Where a line of the data holds the word "hasMedications", copy that line.
====== Exercise inputs
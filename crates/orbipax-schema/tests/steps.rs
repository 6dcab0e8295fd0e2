use orbipax_core::mapper::{to_canonical, to_storage};
use orbipax_core::models::StepData;
use orbipax_core::models::demographics::Gender;
use orbipax_core::step::WizardStepId;
use orbipax_schema::rules::{ValidationContext, ValidationIssue};
use orbipax_schema::{get_schema, validate_document, validate_step};
use serde_json::{Value, json};

fn ctx() -> ValidationContext {
    ValidationContext::full(jiff::civil::date(2025, 6, 1))
}

fn issues(step: WizardStepId, draft: Value) -> Vec<ValidationIssue> {
    validate_document(step, &draft, &ctx()).expect("object draft")
}

fn paths(issues: &[ValidationIssue]) -> Vec<String> {
    issues.iter().map(|i| i.path.join(".")).collect()
}

fn demographics() -> Value {
    json!({
        "firstName": "  jane ",
        "lastName": "DOE",
        "dateOfBirth": "1990-04-12",
        "gender": "female",
        "email": " Jane@Example.org ",
        "phone": "555.234.5678",
        "address": { "street1": "12 Main St", "city": "Portland", "state": "or", "zipCode": "97201" }
    })
}

#[test]
fn every_step_has_a_schema_for_itself() {
    for step in WizardStepId::ALL {
        assert_eq!(get_schema(step).step(), step);
    }
}

#[test]
fn demographics_are_normalized_into_canonical_form() {
    let data = validate_step(WizardStepId::Demographics, &demographics(), &ctx()).expect("valid");
    let StepData::Demographics(d) = data else {
        panic!("expected demographics");
    };
    assert_eq!(d.first_name, "Jane");
    assert_eq!(d.last_name, "Doe");
    assert_eq!(d.phone, "(555) 234-5678");
    assert_eq!(d.email.as_deref(), Some("jane@example.org"));
    assert_eq!(d.address.state, "OR");
    assert_eq!(d.gender, Gender::Female);
    assert_eq!(d.age_on(jiff::civil::date(2025, 4, 11)), 34);
    assert_eq!(d.age_on(jiff::civil::date(2025, 4, 12)), 35);
}

#[test]
fn demographics_reject_future_and_ancient_birth_dates() {
    let mut draft = demographics();
    draft["dateOfBirth"] = json!("2025-06-02");
    assert_eq!(paths(&issues(WizardStepId::Demographics, draft.clone())), ["dateOfBirth"]);

    draft["dateOfBirth"] = json!("1880-01-01");
    assert_eq!(paths(&issues(WizardStepId::Demographics, draft.clone())), ["dateOfBirth"]);

    draft["dateOfBirth"] = json!("04/12/1990");
    assert_eq!(paths(&issues(WizardStepId::Demographics, draft)), ["dateOfBirth"]);
}

#[test]
fn emergency_contact_needs_a_different_phone() {
    let mut draft = demographics();
    draft["emergencyContact"] =
        json!({ "name": "John Doe", "relationship": "Spouse", "phone": "(555) 234-5678" });
    assert_eq!(
        paths(&issues(WizardStepId::Demographics, draft)),
        ["emergencyContact.phone"]
    );
}

#[test]
fn insured_clients_need_a_coverage() {
    assert_eq!(
        paths(&issues(WizardStepId::Insurance, json!({ "hasInsurance": true }))),
        ["coverages"]
    );
    assert_eq!(
        paths(&issues(WizardStepId::Insurance, json!({ "hasInsurance": true, "coverages": [] }))),
        ["coverages"]
    );
    assert!(issues(WizardStepId::Insurance, json!({ "hasInsurance": false })).is_empty());
}

#[test]
fn insurance_cross_field_rules() {
    let coverage = json!({
        "carrier": "Acme Health",
        "memberId": "AC-1234",
        "subscriberName": "Jane Doe",
        "relationshipToSubscriber": "self",
        "effectiveDate": "2024-01-01",
        "expirationDate": "2023-12-31",
        "isPrimary": true
    });
    let found = issues(
        WizardStepId::Insurance,
        json!({ "hasInsurance": true, "coverages": [coverage.clone(), coverage] }),
    );
    assert_eq!(
        paths(&found),
        [
            "coverages.1.isPrimary",
            "coverages.0.expirationDate",
            "coverages.1.expirationDate"
        ]
    );
}

#[test]
fn prior_treatment_details_are_conditionally_required() {
    let base = json!({
        "presentingProblem": "Persistent low mood for six months",
        "hasPriorTreatment": true
    });
    assert_eq!(
        paths(&issues(WizardStepId::Diagnoses, base.clone())),
        ["priorTreatmentDetails"]
    );

    let mut without = base;
    without["hasPriorTreatment"] = json!(false);
    assert!(issues(WizardStepId::Diagnoses, without).is_empty());
}

#[test]
fn diagnoses_allow_one_primary_and_unique_codes() {
    let found = issues(
        WizardStepId::Diagnoses,
        json!({
            "presentingProblem": "Panic attacks at work",
            "hasPriorTreatment": false,
            "diagnoses": [
                { "code": "F41.0", "description": "Panic disorder", "isPrimary": true },
                { "code": "f41.0", "description": "Panic disorder", "isPrimary": true },
                { "code": "41", "description": "Bad code" }
            ]
        }),
    );
    assert_eq!(
        paths(&found),
        ["diagnoses.2.code", "diagnoses.1.isPrimary", "diagnoses.1.code"]
    );
}

#[test]
fn pcp_details_required_when_client_has_one() {
    let found = issues(WizardStepId::MedicalProviders, json!({ "hasPcp": true }));
    assert_eq!(paths(&found), ["pcp"]);

    let found = issues(
        WizardStepId::MedicalProviders,
        json!({ "hasPcp": true, "pcp": { "name": "Dr. Ann Lee" } }),
    );
    assert_eq!(paths(&found), ["pcp.phone"]);
}

#[test]
fn medication_list_must_match_the_answer() {
    let med = json!({ "name": "Sertraline", "dosage": "50 mg", "frequency": "daily", "route": "oral" });
    assert_eq!(
        paths(&issues(WizardStepId::Medications, json!({ "hasMedications": "yes" }))),
        ["medications"]
    );
    assert_eq!(
        paths(&issues(
            WizardStepId::Medications,
            json!({ "hasMedications": "no", "medications": [med.clone()] })
        )),
        ["medications"]
    );
    assert!(
        issues(
            WizardStepId::Medications,
            json!({ "hasMedications": "yes", "medications": [med] })
        )
        .is_empty()
    );
}

#[test]
fn self_referrals_do_not_need_a_referrer() {
    let draft = json!({
        "referralSource": "self",
        "reason": "Wants help with anxiety",
        "requestedServices": ["individual therapy"]
    });
    assert!(issues(WizardStepId::Referrals, draft.clone()).is_empty());

    let mut from_pcp = draft;
    from_pcp["referralSource"] = json!("pcp");
    assert_eq!(paths(&issues(WizardStepId::Referrals, from_pcp)), ["referrerName"]);
}

#[test]
fn goals_need_at_least_one_entry_and_future_targets() {
    assert_eq!(
        paths(&issues(WizardStepId::Goals, json!({ "goals": [] }))),
        ["goals"]
    );
    let found = issues(
        WizardStepId::Goals,
        json!({ "goals": [{ "description": "Sleep through the night", "priority": "high", "targetDate": "2025-01-01" }] }),
    );
    assert_eq!(paths(&found), ["goals.0.targetDate"]);
}

#[test]
fn welcome_and_review_must_be_confirmed() {
    assert_eq!(
        paths(&issues(WizardStepId::Welcome, json!({ "acknowledged": false }))),
        ["acknowledged"]
    );
    assert_eq!(
        paths(&issues(WizardStepId::Review, json!({ "confirmedAccuracy": false }))),
        ["confirmedAccuracy"]
    );
    assert!(issues(WizardStepId::Review, json!({ "confirmedAccuracy": true })).is_empty());
}

#[test]
fn invalid_drafts_return_their_issues() {
    let err = validate_step(WizardStepId::Welcome, &json!({}), &ctx()).expect_err("invalid");
    assert_eq!(err.issues().len(), 1);
    assert_eq!(err.issues()[0].path, ["acknowledged"]);
}

#[test]
fn validated_drafts_are_completed_to_the_storage_shape() {
    let data = validate_step(
        WizardStepId::Welcome,
        &json!({ "acknowledged": true, "extra": 1 }),
        &ctx(),
    )
    .expect("unknown keys are dropped");
    assert_eq!(to_storage(&data).expect("encode"), json!({ "acknowledged": true }));

    let data = validate_step(WizardStepId::Insurance, &json!({ "hasInsurance": false }), &ctx())
        .expect("valid");
    let stored = to_storage(&data).expect("encode");
    assert_eq!(stored, json!({ "hasInsurance": false, "coverages": [] }));
    assert_eq!(to_canonical(WizardStepId::Insurance, &stored).expect("map"), data);
}
use std::collections::HashSet;

use orbipax_core::step::WizardStepId;

use crate::StepSchema;
use crate::engine::lookup;
use crate::rules::{
    Condition, CrossCheck, DateBound, Document, FieldKind, FieldSpec, ValidationContext,
    ValidationIssue,
};

/// Clinical history: presenting problem, working diagnoses, prior care.
pub struct DiagnosesSchema;

pub const MAX_DIAGNOSES: usize = 20;

const HAS_PRIOR_TREATMENT: Condition = Condition {
    description: "client has received prior treatment",
    holds: |doc| Condition::flag(doc, "hasPriorTreatment"),
};

const DIAGNOSIS_FIELDS: &[FieldSpec] = &[
    FieldSpec::required("code", "Diagnosis code", FieldKind::Icd10),
    FieldSpec::required("description", "Diagnosis description", FieldKind::Text { min: 1, max: 200 }),
    FieldSpec::optional("isPrimary", "Primary diagnosis", FieldKind::Bool),
    FieldSpec::optional("onsetDate", "Onset date", FieldKind::Date(DateBound::NotFuture)),
];

const DIAGNOSIS: FieldKind = FieldKind::Object(DIAGNOSIS_FIELDS);

const FIELDS: &[FieldSpec] = &[
    FieldSpec::required(
        "presentingProblem",
        "Presenting problem",
        FieldKind::Text { min: 10, max: 2000 },
    ),
    FieldSpec::optional(
        "diagnoses",
        "Diagnoses",
        FieldKind::List {
            item: &DIAGNOSIS,
            min: 0,
            max: MAX_DIAGNOSES,
        },
    ),
    FieldSpec::required("hasPriorTreatment", "Prior treatment", FieldKind::Bool),
    FieldSpec::required_when(
        "priorTreatmentDetails",
        "Prior treatment details",
        HAS_PRIOR_TREATMENT,
        FieldKind::Text { min: 1, max: 2000 },
    ),
];

fn single_primary(doc: &Document, _ctx: &ValidationContext, issues: &mut Vec<ValidationIssue>) {
    let primaries = lookup::entries(doc, "diagnoses").filter(|(_, d)| lookup::is_true(d, "isPrimary"));
    for (index, _) in primaries.skip(1) {
        issues.push(ValidationIssue::new(
            &["diagnoses", &index.to_string(), "isPrimary"],
            "Only one diagnosis can be primary",
        ));
    }
}

fn unique_codes(doc: &Document, _ctx: &ValidationContext, issues: &mut Vec<ValidationIssue>) {
    let mut seen = HashSet::new();
    for (index, diagnosis) in lookup::entries(doc, "diagnoses") {
        let Some(code) = lookup::text(diagnosis, "code") else {
            continue;
        };
        if !seen.insert(code.to_uppercase()) {
            issues.push(ValidationIssue::new(
                &["diagnoses", &index.to_string(), "code"],
                format!("Diagnosis {code} is listed more than once"),
            ));
        }
    }
}

const CHECKS: &[CrossCheck] = &[single_primary, unique_codes];

impl StepSchema for DiagnosesSchema {
    fn step(&self) -> WizardStepId {
        WizardStepId::Diagnoses
    }

    fn fields(&self) -> &'static [FieldSpec] {
        FIELDS
    }

    fn checks(&self) -> &'static [CrossCheck] {
        CHECKS
    }
}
============
=== Your solution ===
        paths(&issues(WizardStepId::Medications, json!({ "hasMedications": "yes" }))),
            json!({ "hasMedications": "no", "medications": [med.clone()] })
            json!({ "hasMedications": "yes", "medications": [med] })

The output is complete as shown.